The lawsuit was filed by DC Appleseed and 11 D.C. residents in U.S. District Court for the District of Columbia and seeks voting rights in both chambers of Congress.
Del. Eleanor Holmes Norton (D-D.C.), the District’s non-voting representative on Capitol Hill, joined U.S. Attorney General Karl Racine in supporting the new legal action at a news conference.
“With record early voting already in progress, no Americans are more ready for a change than D.C. residents, who pay the highest federal taxes per-capita and have no representation in Congress,” she said, noting she hopes the suit, along with a pending D.C. statehood bill and other legislation, will keep the heat on lawmakers.
Racine said it is “high time” that D.C. gets a vote in Congress.
Smith said he is optimistic the suit will raise the profile of the issue of D.C. voting rights, as the country votes in the mid-term elections. D.C. advocates also hope it gets the attention of Congress before new lawmakers are sworn in.
“Congress has always had, and has today, the authority to fix this,” Smith said.
The suit argues that the District’s inability to vote in Congress is unconstitutional on several grounds, which violate the equal protection clause, the due process clause and the 1st Amendment.
In the case of equal protection, the suit points out that Americans who live overseas are allowed to vote for members of the House and Senate.
“Continuing to deny that right to American citizens living in the District results in District citizens being treated unequally – both relative to other Americans required to abide by the same Congressional enactments, and also relative to Congress’s treatment of citizens and living overseas and in federal enclaves,” the suit states.

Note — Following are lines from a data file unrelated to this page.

use migration::{Migrator, MigratorTrait};
use settings::Database;

mod settings;

#[tokio::main]
async fn main() -> Result<(), Box<dyn std::error::Error + Send + Sync>> {
    let settings = settings::Settings::new()?;

    tracing_subscriber::fmt()
        .with_env_filter(format!(
            "coinslot={level},server={level},engine={level}",
            level = settings.app.level
        ))
        .init();

    let db = parse_database(&settings.server.database).await?;
    let denominations = engine::Denominations::new(settings.vending.coins.iter().copied())?;

    let engine = engine::Engine::builder()
        .database(db)
        .denominations(denominations)
        .session_ttl_hours(settings.auth.session_ttl_hours)
        .build()
        .await?;
    tracing::info!("accepting coins: {}", engine.denominations());

    let bind = settings
        .server
        .bind
        .unwrap_or_else(|| "127.0.0.1".to_string());
    let addr = format!("{}:{}", bind, settings.server.port);
    let listener = tokio::net::TcpListener::bind(addr).await?;

    server::run_with_listener(engine, listener).await?;
    Ok(())
}

async fn parse_database(
    config: &Database,
) -> Result<sea_orm::DatabaseConnection, Box<dyn std::error::Error + Send + Sync>> {
    let url = match config {
        Database::Memory => String::from("sqlite::memory:"),
        Database::Sqlite(path) => format!("sqlite:{}?mode=rwc", path),
    };

    let database = sea_orm::Database::connect(url).await?;
    Migrator::up(&database, None).await?;
    tracing::info!("database ready");
    Ok(database)
}
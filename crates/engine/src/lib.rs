//! Vending machine core.
//!
//! Buyers deposit coins and buy products; sellers list and maintain the
//! products they own. Every balance change is a single row update that can
//! never drive an account below zero.

pub use coins::{DEFAULT_COINS, Denominations, is_valid_denomination};
pub use commands::{AccountPatch, BuyCmd, NewAccount, NewProduct, ProductPatch};
pub use error::EngineError;
pub use ops::{Engine, EngineBuilder};
pub use products::Product;
pub use receipt::Receipt;
pub use roles::{Role, require_owner, require_role};
pub use sessions::SessionToken;
pub use users::Account;

mod coins;
mod commands;
mod error;
mod ops;
mod password;
mod products;
mod receipt;
mod roles;
mod sessions;
mod users;
mod util;

type ResultEngine<T> = Result<T, EngineError>;
//! Initial schema migration.
//!
//! - `users`: accounts with role and balance (`deposit`)
//! - `products`: items listed by sellers
//! - `sessions`: bearer tokens issued at login

use sea_orm_migration::prelude::*;

#[derive(DeriveMigrationName)]
pub struct Migration;

// ─────────────────────────────────────────────────────────────────────────────
// Table identifiers
// ─────────────────────────────────────────────────────────────────────────────

#[derive(Iden)]
enum Users {
    Table,
    Id,
    Email,
    Username,
    FullName,
    Phone,
    Password,
    Role,
    Deposit,
    IsVerified,
    CreatedAt,
    UpdatedAt,
}

#[derive(Iden)]
enum Products {
    Table,
    Id,
    ProductName,
    Cost,
    SellerId,
}

#[derive(Iden)]
enum Sessions {
    Table,
    Token,
    UserId,
    CreatedAt,
    ExpiresAt,
}

// ─────────────────────────────────────────────────────────────────────────────
// Migration implementation
// ─────────────────────────────────────────────────────────────────────────────

#[async_trait::async_trait]
impl MigrationTrait for Migration {
    async fn up(&self, manager: &SchemaManager) -> Result<(), DbErr> {
        // ───────────────────────────────────────────────────────────────────
        // 1. Users
        // ───────────────────────────────────────────────────────────────────
        manager
            .create_table(
                Table::create()
                    .table(Users::Table)
                    .if_not_exists()
                    .col(ColumnDef::new(Users::Id).string().not_null().primary_key())
                    .col(ColumnDef::new(Users::Email).string().not_null().unique_key())
                    .col(ColumnDef::new(Users::Username).string().not_null())
                    .col(ColumnDef::new(Users::FullName).string())
                    .col(ColumnDef::new(Users::Phone).string())
                    .col(ColumnDef::new(Users::Password).string().not_null())
                    .col(
                        ColumnDef::new(Users::Role)
                            .string()
                            .not_null()
                            .default("buyer"),
                    )
                    // The ledger never lets a balance go negative; the CHECK
                    // makes the database refuse it as well.
                    .col(
                        ColumnDef::new(Users::Deposit)
                            .big_integer()
                            .not_null()
                            .default(0)
                            .check(Expr::col(Users::Deposit).gte(0)),
                    )
                    .col(
                        ColumnDef::new(Users::IsVerified)
                            .boolean()
                            .not_null()
                            .default(true),
                    )
                    .col(ColumnDef::new(Users::CreatedAt).timestamp().not_null())
                    .col(ColumnDef::new(Users::UpdatedAt).timestamp().not_null())
                    .to_owned(),
            )
            .await?;

        // ───────────────────────────────────────────────────────────────────
        // 2. Products
        // ───────────────────────────────────────────────────────────────────
        manager
            .create_table(
                Table::create()
                    .table(Products::Table)
                    .if_not_exists()
                    .col(
                        ColumnDef::new(Products::Id)
                            .string()
                            .not_null()
                            .primary_key(),
                    )
                    .col(ColumnDef::new(Products::ProductName).string().not_null())
                    .col(
                        ColumnDef::new(Products::Cost)
                            .big_integer()
                            .not_null()
                            .check(Expr::col(Products::Cost).gt(0)),
                    )
                    .col(ColumnDef::new(Products::SellerId).string().not_null())
                    .foreign_key(
                        ForeignKey::create()
                            .name("fk-products-seller_id")
                            .from(Products::Table, Products::SellerId)
                            .to(Users::Table, Users::Id),
                    )
                    .to_owned(),
            )
            .await?;

        manager
            .create_index(
                Index::create()
                    .name("idx-products-seller_id")
                    .table(Products::Table)
                    .col(Products::SellerId)
                    .to_owned(),
            )
            .await?;

        // ───────────────────────────────────────────────────────────────────
        // 3. Sessions
        // ───────────────────────────────────────────────────────────────────
        manager
            .create_table(
                Table::create()
                    .table(Sessions::Table)
                    .if_not_exists()
                    .col(
                        ColumnDef::new(Sessions::Token)
                            .string()
                            .not_null()
                            .primary_key(),
                    )
                    .col(ColumnDef::new(Sessions::UserId).string().not_null())
                    .col(ColumnDef::new(Sessions::CreatedAt).timestamp().not_null())
                    .col(ColumnDef::new(Sessions::ExpiresAt).timestamp().not_null())
                    .foreign_key(
                        ForeignKey::create()
                            .name("fk-sessions-user_id")
                            .from(Sessions::Table, Sessions::UserId)
                            .to(Users::Table, Users::Id),
                    )
                    .to_owned(),
            )
            .await?;

        manager
            .create_index(
                Index::create()
                    .name("idx-sessions-user_id")
                    .table(Sessions::Table)
                    .col(Sessions::UserId)
                    .to_owned(),
            )
            .await?;

        Ok(())
    }

    async fn down(&self, manager: &SchemaManager) -> Result<(), DbErr> {
        // Drop in reverse order of creation (respecting FK dependencies)
        manager
            .drop_table(Table::drop().table(Sessions::Table).to_owned())
            .await?;
        manager
            .drop_table(Table::drop().table(Products::Table).to_owned())
            .await?;
        manager
            .drop_table(Table::drop().table(Users::Table).to_owned())
            .await?;
        Ok(())
    }
}
//! Deposit, reset and buy: the buyer side of the machine.

use api_types::vending::{BalanceView, BuyRequest, BuyResponse, DepositRequest};
use axum::{Json, extract::State};
use axum_extra::extract::WithRejection;
use engine::BuyCmd;

use crate::{ServerError, server::AuthSession, server::ServerState};

pub async fn deposit(
    session: AuthSession,
    State(state): State<ServerState>,
    WithRejection(Json(payload), _): WithRejection<Json<DepositRequest>, ServerError>,
) -> Result<Json<BalanceView>, ServerError> {
    let deposit = state
        .engine
        .deposit(session.account.id, payload.amount)
        .await?;
    Ok(Json(BalanceView { deposit }))
}

pub async fn reset(
    session: AuthSession,
    State(state): State<ServerState>,
) -> Result<Json<BalanceView>, ServerError> {
    state.engine.reset_deposit(session.account.id).await?;
    Ok(Json(BalanceView { deposit: 0 }))
}

pub async fn buy(
    session: AuthSession,
    State(state): State<ServerState>,
    WithRejection(Json(payload), _): WithRejection<Json<BuyRequest>, ServerError>,
) -> Result<Json<BuyResponse>, ServerError> {
    let receipt = state
        .engine
        .buy(BuyCmd::new(
            session.account.id,
            payload.product_id,
            payload.quantity,
        ))
        .await?;

    Ok(Json(BuyResponse {
        product_id: receipt.product_id,
        quantity_purchased: receipt.quantity_purchased,
        amount_spent: receipt.amount_spent,
        change: receipt.change,
    }))
}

The suit seeks a declaratory judgment to give the plaintiffs, along with all D.C. residents, a right to vote in future elections for members of the House and Senate.
A previous legal effort related to D.C. voting rights ended in 2000, when the U.S. Supreme Court ruled that D.C. residents do not have a constitutional right to vote for members of Congress.
The high court affirmed a federal panel’s decision, which noted that D.C. taxpayers are not residents of a state, so they don’t have a constitutional right to the election of representatives.